Q You decided to quit even as you were asked to continue by the then government. Why?
There were some people who tried to blackmail me. When they failed, they started a vicious campaign against me, a below the belt propaganda. I wrote a letter to the then Chief Minister Mr Mufti Sayeed and said I quit. I can’t work in a dirty environment. So I decided to call it a day.
Kashmiris are a thankless people. I started 18 new departments, built infrastructure, and offered a platform for research. The university was granted ‘A grade’ soon after. But my name has been erased in such a way as if I didn’t exist in the past. My successor ensured that the building that I laid the foundation stone should be credited to his name. This is disgusting.
Q Did the political establishment meddle in the functioning of the KU during your tenure?
No. I was given all the space to work for the betterment of the institution. The then Governor, S K Sinha, and the then CM, Mufti Sayeed, used to call me in advance and seek appointment before coming.
Q Why is KU’s standard falling by the day?

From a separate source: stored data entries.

impl Scheduler {
    pub(crate) fn new(config: &BusConfig) -> Self {
        Self {
            inbox: Arc::new(Inbox::new()),
            files: Mutex::new(HashMap::new()),
            settings: Mutex::new(HashMap::new()),
            next_id: AtomicU64::new(1),
            request_timeout: config.request_timeout(),
            max_per_tick: config.max_completions_per_tick,
        }
    }

    pub(crate) fn inbox(&self) -> Arc<Inbox> {
        self.inbox.clone()
    }

    fn next_id(&self) -> RequestId {
        RequestId(self.next_id.fetch_add(1, Ordering::Relaxed))
    }

    fn deadline(&self) -> Option<Instant> {
        self.request_timeout.map(|timeout| Instant::now() + timeout)
    }

    pub(crate) fn register_file(
        &self,
        path: PathBuf,
        operation: FileOperation,
        handler: FileHandler,
    ) -> RequestId {
        let id = self.next_id();
        let pending = Pending {
            label: path.display().to_string(),
            handler: (handler, PendingFile { path, operation }),
            deadline: self.deadline(),
        };
        self.files.lock().insert(id, pending);
        id
    }

    pub(crate) fn register_setting(&self, key: &str, handler: SettingHandler) -> RequestId {
        let id = self.next_id();
        let pending = Pending {
            handler,
            deadline: self.deadline(),
            label: key.to_string(),
        };
        self.settings.lock().insert(id, pending);
        id
    }

    pub(crate) fn pending_requests(&self) -> usize {
        self.files.lock().len() + self.settings.lock().len()
    }

    pub(crate) fn queued(&self) -> usize {
        self.inbox.len()
    }

    fn next_deadline(&self) -> Option<Instant> {
        let files = self.files.lock().values().filter_map(|p| p.deadline).min();
        let settings = self.settings.lock().values().filter_map(|p| p.deadline).min();
        files.into_iter().chain(settings).min()
    }

    fn has_work_due(&self) -> bool {
        self.queued() > 0 || self.next_deadline().is_some_and(|d| d <= Instant::now())
    }

    /// Deliver everything queued before this call, then expire overdue requests.
    ///
    /// Completions queued while handlers run are left for the next tick.
    pub(crate) fn tick(&self, notifications: &NotificationChannel) -> TickReport {
        let mut report = TickReport::default();

        for completion in self.inbox.drain(self.max_per_tick) {
            match completion {
                Completion::File {
                    id,
                    success,
                    info,
                    origin,
                } => {
                    let Some(pending) = self.files.lock().remove(&id) else {
                        debug!(request_id = %id, status = %info.status, "Discarding late file response");
                        report.discarded += 1;
                        continue;
                    };
                    let (handler, file) = pending.handler;
                    trace!(
                        request_id = %id,
                        operation = file.operation.name(),
                        path = %file.path.display(),
                        success,
                        status = %info.status,
                        "Delivering file response"
                    );
                    count_origin(&mut report, origin);
                    run_isolated(id, || handler(success, info));
                }
                Completion::Setting { id, info, origin } => {
                    let Some(pending) = self.settings.lock().remove(&id) else {
                        debug!(request_id = %id, "Discarding late setting response");
                        report.discarded += 1;
                        continue;
                    };
                    trace!(request_id = %id, key = %pending.label, status = ?info.status, "Delivering setting response");
                    count_origin(&mut report, origin);
                    let handler = pending.handler;
                    run_isolated(id, || handler(info));
                }
                Completion::Notify(notification) => {
                    let broadcast = notifications.broadcast(&notification);
                    debug!(
                        kind = notification.kind(),
                        delivered = broadcast.delivered,
                        panicked = broadcast.panicked,
                        "Delivered queued notification"
                    );
                    report.notifications += 1;
                }
            }
        }

        report.expired = self.expire_overdue(Instant::now());
        report
    }

    /// An answer still waiting in the inbox, held back by the per-tick limit,
    /// keeps its request alive until a later tick delivers it.
    fn expire_overdue(&self, now: Instant) -> usize {
        let (overdue_files, overdue_settings) = {
            // Held so no answer lands between the check and the removal
            let queue = self.inbox.queue.lock();
            let answered = queued_answers(&queue);
            (
                take_overdue(&mut *self.files.lock(), now, &answered),
                take_overdue(&mut *self.settings.lock(), now, &answered),
            )
        };
        let expired = overdue_files.len() + overdue_settings.len();

        for (id, pending) in overdue_files {
            let (handler, file) = pending.handler;
            warn!(
                request_id = %id,
                operation = file.operation.name(),
                path = %pending.label,
                "Provider did not answer before the deadline"
            );
            let info = FileStatusInfo::with_status(
                file.path,
                SourceControlStatus::ProviderError,
                SourceControlFlags::empty(),
            );
            run_isolated(id, || handler(false, info));
        }

        for (id, pending) in overdue_settings {
            warn!(request_id = %id, key = %pending.label, "Provider did not answer setting request before the deadline");
            let handler = pending.handler;
            run_isolated(id, || handler(SettingInfo::invalid()));
        }

        expired
    }

    /// Wait until something is queued or a deadline passes, then tick.
    pub(crate) async fn tick_when_ready(&self, notifications: &NotificationChannel) -> TickReport {
        loop {
            let notified = self.inbox.wake.notified();
            if self.has_work_due() {
                return self.tick(notifications);
            }

            match self.next_deadline() {
                Some(deadline) => {
                    let deadline = tokio::time::Instant::from_std(deadline);
                    let _ = tokio::time::timeout_at(deadline, notified).await;
                }
                None => notified.await,
            }
        }
    }
}
// ABOUTME: Configuration structures and environment variable parsing for logging
// ABOUTME: Handles log levels, output targets, and file path configuration

use anyhow::{Context, Result};
use serde::{Deserialize, Serialize};
use std::collections::HashMap;
use std::env;
use std::path::PathBuf;
use tracing::Level;

/// Environment variable holding the global log level
pub const LEVEL_ENV: &str = "SOURCEBUS_LOG";
pub const JSON_ENV: &str = "SOURCEBUS_LOG_JSON";
pub const NO_CONSOLE_ENV: &str = "SOURCEBUS_LOG_NO_CONSOLE";
/// Presence enables file output
pub const FILE_ENV: &str = "SOURCEBUS_LOG_FILE";

/// Wrapper for tracing::Level that implements Serialize/Deserialize
#[derive(Debug, Clone, Copy, PartialEq, Eq)]
pub struct LogLevel(pub Level);

impl Serialize for LogLevel {
    fn serialize<S>(&self, serializer: S) -> Result<S::Ok, S::Error>
    where
        S: serde::Serializer,
    {
        serializer.serialize_str(&self.0.as_str().to_lowercase())
    }
}

impl<'de> Deserialize<'de> for LogLevel {
    fn deserialize<D>(deserializer: D) -> Result<LogLevel, D::Error>
    where
        D: serde::Deserializer<'de>,
    {
        let s = String::deserialize(deserializer)?;
        let level = parse_log_level(&s).map_err(serde::de::Error::custom)?;
        Ok(LogLevel(level))
    }
}

impl From<Level> for LogLevel {
    fn from(level: Level) -> Self {
        LogLevel(level)
    }
}

impl From<LogLevel> for Level {
    fn from(log_level: LogLevel) -> Self {
        log_level.0
    }
}

/// Main configuration structure for the logging system.
#[derive(Debug, Clone, Serialize, Deserialize)]
#[serde(default)]
pub struct LoggingConfig {
    /// Global log level (trace, debug, info, warn, error)
    pub level: LogLevel,

    /// Per-module log level overrides, e.g. `sourcebus_core = "trace"`
    pub module_levels: HashMap<String, LogLevel>,

    pub output: OutputConfig,

    pub file: FileConfig,
}

/// Configuration for different output targets.
#[derive(Debug, Clone, Serialize, Deserialize)]
#[serde(default)]
pub struct OutputConfig {
    pub console: bool,

    /// Write to the rolling log file described by [`FileConfig`]
    pub file: bool,

    /// Emit JSON lines on stdout instead of human-readable console output
    pub json: bool,

    /// Pretty-print console output (vs compact)
    pub pretty_console: bool,
}

/// Configuration for file logging.
#[derive(Debug, Clone, Serialize, Deserialize)]
#[serde(default)]
pub struct FileConfig {
    /// Path to log file (defaults to <config dir>/sourcebus/sourcebus.log)
    pub path: PathBuf,
}

impl Default for LoggingConfig {
    fn default() -> Self {
        Self {
            level: LogLevel(Level::INFO),
            module_levels: HashMap::new(),
            output: OutputConfig::default(),
            file: FileConfig::default(),
        }
    }
}

impl Default for OutputConfig {
    fn default() -> Self {
        Self {
            console: true,
            file: false,
            json: false,
            pretty_console: false,
        }
    }
}

impl Default for FileConfig {
    fn default() -> Self {
        Self {
            path: default_log_file_path(),
        }
    }
}

impl LoggingConfig {
    /// Create a new configuration with environment variable overrides.
    pub fn from_env() -> Result<Self> {
        let mut config = Self::default();
        config.apply_env_overrides()?;
        Ok(config)
    }

    /// Apply environment variable overrides to this configuration.
    pub fn apply_env_overrides(&mut self) -> Result<()> {
        // SOURCEBUS_LOG wins over RUST_LOG
        if let Ok(level_str) = env::var(LEVEL_ENV) {
            self.level = LogLevel(
                parse_log_level(&level_str).context(format!("Invalid {LEVEL_ENV} level"))?,
            );
        } else if let Ok(rust_log) = env::var("RUST_LOG") {
            self.parse_rust_log(&rust_log)?;
        }

        if env::var(JSON_ENV).is_ok() {
            self.output.json = true;
        }

        if env::var(NO_CONSOLE_ENV).is_ok() {
            self.output.console = false;
        }

        if let Ok(path) = env::var(FILE_ENV) {
            self.output.file = true;
            if !path.is_empty() {
                self.file.path = PathBuf::from(path);
            }
        }

        Ok(())
    }

    /// Parse RUST_LOG style directives ("debug" or "info,sourcebus_core=trace").
    pub fn parse_rust_log(&mut self, rust_log: &str) -> Result<()> {
        for directive in rust_log.split(',') {
            let directive = directive.trim();
            if directive.is_empty() {
                continue;
            }

            if let Some((module, level_str)) = directive.split_once('=') {
                let level = parse_log_level(level_str).context(format!(
                    "Invalid log level '{level_str}' for module '{module}'"
                ))?;
                self.module_levels
                    .insert(module.to_string(), LogLevel(level));
            } else {
                self.level = LogLevel(
                    parse_log_level(directive)
                        .context(format!("Invalid global log level '{directive}'"))?,
                );
            }
        }
        Ok(())
    }

    /// Filter directive string understood by `EnvFilter`
    pub fn filter_directives(&self) -> String {
        let mut modules: Vec<_> = self.module_levels.iter().collect();
        modules.sort_by(|a, b| a.0.cmp(b.0));

        let mut directives = vec![self.level.0.as_str().to_lowercase()];
        directives.extend(
            modules
                .into_iter()
                .map(|(module, level)| format!("{module}={}", level.0.as_str().to_lowercase())),
        );
        directives.join(",")
    }
}

fn default_log_file_path() -> PathBuf {
    if let Some(config_dir) = dirs::config_dir() {
        config_dir.join("sourcebus").join("sourcebus.log")
    } else {
        PathBuf::from("sourcebus.log")
    }
}

/// Parse a log level string (case-insensitive).
pub fn parse_log_level(level_str: &str) -> Result<Level> {
    match level_str.trim().to_lowercase().as_str() {
        "trace" => Ok(Level::TRACE),
        "debug" => Ok(Level::DEBUG),
        "info" => Ok(Level::INFO),
        "warn" | "warning" => Ok(Level::WARN),
        "error" => Ok(Level::ERROR),
        _ => anyhow::bail!(
            "Invalid log level: {}. Must be one of: trace, debug, info, warn, error",
            level_str
        ),
    }
}

#[cfg(test)]
mod tests {
    use super::*;

    #[test]
    fn test_default_config() {
        let config = LoggingConfig::default();
        assert_eq!(config.level.0, Level::INFO);
        assert!(config.output.console);
        assert!(!config.output.file);
        assert!(!config.output.json);
        assert!(config.file.path.to_string_lossy().contains("sourcebus.log"));
    }

    #[test]
    fn test_parse_log_level() {
        assert_eq!(parse_log_level("trace").unwrap(), Level::TRACE);
        assert_eq!(parse_log_level("DEBUG").unwrap(), Level::DEBUG);
        assert_eq!(parse_log_level("Info").unwrap(), Level::INFO);
        assert_eq!(parse_log_level("warning").unwrap(), Level::WARN);
        assert_eq!(parse_log_level("error").unwrap(), Level::ERROR);

        assert!(parse_log_level("loud").is_err());
    }

    #[test]
    fn test_parse_rust_log() {
        let mut config = LoggingConfig::default();
        config
            .parse_rust_log("warn, sourcebus_core=trace,sourcebus_local=debug")
            .unwrap();

        assert_eq!(config.level.0, Level::WARN);
        assert_eq!(
            config.module_levels.get("sourcebus_core"),
            Some(&LogLevel(Level::TRACE))
        );
        assert_eq!(
            config.module_levels.get("sourcebus_local"),
            Some(&LogLevel(Level::DEBUG))
        );

        assert!(config.parse_rust_log("sourcebus_core=chatty").is_err());
    }

    #[test]
    fn test_filter_directives_are_sorted() {
        let mut config = LoggingConfig::default();
        config.parse_rust_log("debug,zeta=warn,alpha=trace").unwrap();
        assert_eq!(config.filter_directives(), "debug,alpha=trace,zeta=warn");
    }

    #[test]
    fn test_deserialize_partial_config() {
        let config: LoggingConfig = serde_json::from_str(
            r#"{ "level": "debug", "module_levels": { "sourcebus_core": "trace" } }"#,
        )
        .unwrap();

        assert_eq!(config.level.0, Level::DEBUG);
        assert!(config.output.console);
        assert_eq!(
            config.module_levels.get("sourcebus_core"),
            Some(&LogLevel(Level::TRACE))
        );
    }
}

It’s not only KU, rather most of the universities in India, are failing to make an impact because of the absence of well-defined policies. Most of the Vice Chancellors are clueless, as they can’t think beyond their nose. They don’t make critical observations.
With regard to Kashmir University, there are many mischievous and terrible fellows at KU who will make life miserable for other people. These are the people who are responsible for the misplacement of Kashmiri talent. With the result Kashmiris have become so lazy that they don’t want to work anymore.
Q What steps should the authorities take to ensure an overall progress of KU?
It all depends on leadership. And the faculty should trust the leader. The authorities should tap and utilise the talent and move forward. Other things that will help the university to grow are: Restoration of full autonomy; punishment and reward for employees; accountability; self appraisal; appraisal by the students.
Q How far do you think that the ongoing conflict in Kashmir hinders the growth of educational institutes here?
To a great extent. You need to understand that the Valley youth are not normal children like in other parts of India. They have grown up in an atmosphere of fear and terror. So they are vulnerable. And if the adults won’t treat them as children with special needs they are then fools.
The land belongs to India, but not the people. And to vitiate the situation, the national media has added fuel to the fire. And your local media is also corrupt.
Q Is working in Kashmir different from working outside?
Definitely yes. Kashmir is a conflict-ridden and a fearful place. During my tenure, the challenge was to restore the academics, bring in normalcy, bring back its past glory which was masked by 20 years of dust accumulated due to the militancy, give the youth a helping hand to come out of fear and conflict psyche, and open up the university to rest of India. The excellence of their talent was to be tapped.
In three years I could attain a 200 per cent growth, bring back academics with several new programmes and new infrastructure. I was glad that youth got connected again to several universities. The annual convocation was held after seven years, and I brought the PM, Vajpayee to the campus for the convocation.
Q Briefly, how to gauge performance of a university?
Performance is a perception and perception is build over the years. There is a perception through the eyes of a student, a parent, and an employee. If the student produced by a particular university is esteemed, then that university if performing well. Consider a fellow at Harvard University. The moment he says I am from Harvard, you start admiring him. The reason is the institute he comes from is performing well.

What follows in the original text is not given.